(Image via Pittsburgh City Paper)
By Jordana Rosenfeld
PITTSBURGH — A new study will follow residents of two predominantly Black neighborhoods in Pittsburgh to examine how exposure to the legacies of structural racism at the neighborhood and individual levels may contribute to the risk of Alzheimer’s disease and related dementia in Black people.
The RAND Corporation and the University of Pittsburgh study will involve 1,100 residents of the Hill District and Homewood, looking at how neighborhood segregation and subsequent disinvestment contributes to poor cognitive outcomes for Black populations by lowering access to education and elevating exposure to stressors such as discrimination.
While Black populations tend to have higher rates of Alzheimer’s and related dementias relative to white Americans, there is a lack of a comprehensive understanding of how the lived experiences of being Black may be associated with those risks.
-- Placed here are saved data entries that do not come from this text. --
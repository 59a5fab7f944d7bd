/*
 * SPDX-FileCopyrightText: 2025 Sebastiano Vigna
 *
 * SPDX-License-Identifier: Apache-2.0 OR LGPL-2.1-or-later
 */

use super::Obim;
use std::sync::Barrier;

/// Handle passed to the step function of [`for_each`], through which newly
/// discovered work is pushed back into the worklist.
pub struct Ctx<'a, T> {
    worklist: &'a Obim<T>,
}

impl<T: Send> Ctx<'_, T> {
    /// Pushes a new item into the bucket with the given index.
    #[inline]
    pub fn push(&self, index: u64, item: T) {
        self.worklist.push(index, item);
    }
}

/// Drains the worklist with a pool of workers, each repeatedly popping an
/// item and running `step` on it, until quiescence.
///
/// `step` may push any number of new items through the [`Ctx`] handle.
/// Workers that find no work briefly yield and retry while any item is still
/// in flight; the call returns exactly when every worker is idle and every
/// bucket is empty. There is no cancellation and no timeout.
///
/// Workers may race slightly ahead across bucket boundaries: an item of
/// bucket *k* can still be in flight when the first items of bucket *k* + 1
/// are popped. Step functions must tolerate this through their own staleness
/// discipline.
pub fn for_each<T, F>(pool: &rayon::ThreadPool, worklist: &Obim<T>, step: F)
where
    T: Send,
    F: Fn(T, &Ctx<'_, T>) + Sync,
{
    pool.broadcast(|_| {
        let ctx = Ctx { worklist };
        loop {
            match worklist.pop() {
                Some(item) => {
                    step(item, &ctx);
                    worklist.complete();
                }
                None => {
                    if worklist.pending() == 0 {
                        break;
                    }
                    std::thread::yield_now();
                }
            }
        }
    });
}

/// Like [`for_each`], but no worker may advance past the current bucket
/// until every worker has fully drained it.
///
/// The cursor is advanced by a single leader while all workers are parked at
/// a barrier, which makes bucket retirement exact at the price of one
/// rendezvous per bucket. Simpler to reason about, less parallel.
pub fn for_each_with_barrier<T, F>(pool: &rayon::ThreadPool, worklist: &Obim<T>, step: F)
where
    T: Send,
    F: Fn(T, &Ctx<'_, T>) + Sync,
{
    let barrier = Barrier::new(pool.current_num_threads());
    pool.broadcast(|_| {
        let ctx = Ctx { worklist };
        loop {
            while let Some(item) = worklist.pop_current() {
                step(item, &ctx);
                worklist.complete();
            }
            // All workers idle on this bucket before the cursor moves; any
            // push they performed is already queued.
            if barrier.wait().is_leader() {
                worklist.advance_retiring();
            }
            barrier.wait();
            if worklist.is_done() {
                break;
            }
        }
    });
}

#[cfg(test)]
mod test {
    use super::*;
    use crate::par::Threads;
    use std::sync::atomic::{AtomicUsize, Ordering};

    #[test]
    fn test_for_each_runs_to_quiescence() {
        let pool = Threads::NumThreads(4).build();
        let worklist = Obim::new(pool.current_num_threads());
        worklist.push(0, 0u64);
        let processed = AtomicUsize::new(0);
        // Each item at depth d < 6 spawns two children at depth d + 1.
        for_each(&pool, &worklist, |depth, ctx| {
            processed.fetch_add(1, Ordering::Relaxed);
            if depth < 6 {
                ctx.push(depth + 1, depth + 1);
                ctx.push(depth + 1, depth + 1);
            }
        });
        assert_eq!(processed.load(Ordering::Relaxed), (1 << 7) - 1);
        assert_eq!(worklist.pending(), 0);
        assert!(worklist.all_empty());
    }

    #[test]
    fn test_for_each_with_barrier_respects_bucket_order() {
        let pool = Threads::NumThreads(2).build();
        let worklist = Obim::new(pool.current_num_threads());
        for _ in 0..16 {
            worklist.push(0, 0u64);
        }
        let max_seen = AtomicUsize::new(0);
        for_each_with_barrier(&pool, &worklist, |bucket, ctx| {
            // With exact retirement, no item of a lower bucket can run after
            // a higher bucket was entered.
            let seen = max_seen.fetch_max(bucket as usize, Ordering::SeqCst);
            assert!(seen <= bucket as usize);
            if bucket < 3 {
                ctx.push(bucket + 1, bucket + 1);
            }
        });
        assert!(worklist.all_empty());
        assert_eq!(max_seen.load(Ordering::SeqCst), 3);
    }
}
“Understanding the structural factors and the resulting life experiences that contribute to differences in the risk of Alzheimer’s and related dementia risk among African Americans is critical to advancing our knowledge of the historical impact of policies on African Americans today, in addition to future prevention and intervention efforts,” Tamara Dubowitz, co-leader of the project and a senior policy researcher at RAND, said.
The five-year study is supported by a $9.6 million grant from the National Institute on Aging and is a part of RAND’s ongoing PHRESH project that, for a decade, has studied the impact of neighborhood investment on diet, sleep, health and well-being of residents of the Hill and Homewood districts in Pittsburgh.
Researchers will also examine potential protective factors that may promote cognitive health, including neighborhood social cohesion, safety and satisfaction, and the role of sleep problems in contributing to cognitive decline.
“Sleep problems are also highly prevalent among Blacks and emerging research suggests that sleep problems may contribute to cognitive decline,” Wendy Troxel, co-leader of the project and a RAND senior behavioral scientist, said.
Jordana Rosenfeld is a reporter for Pittsburgh City Paper, where this story first appeared.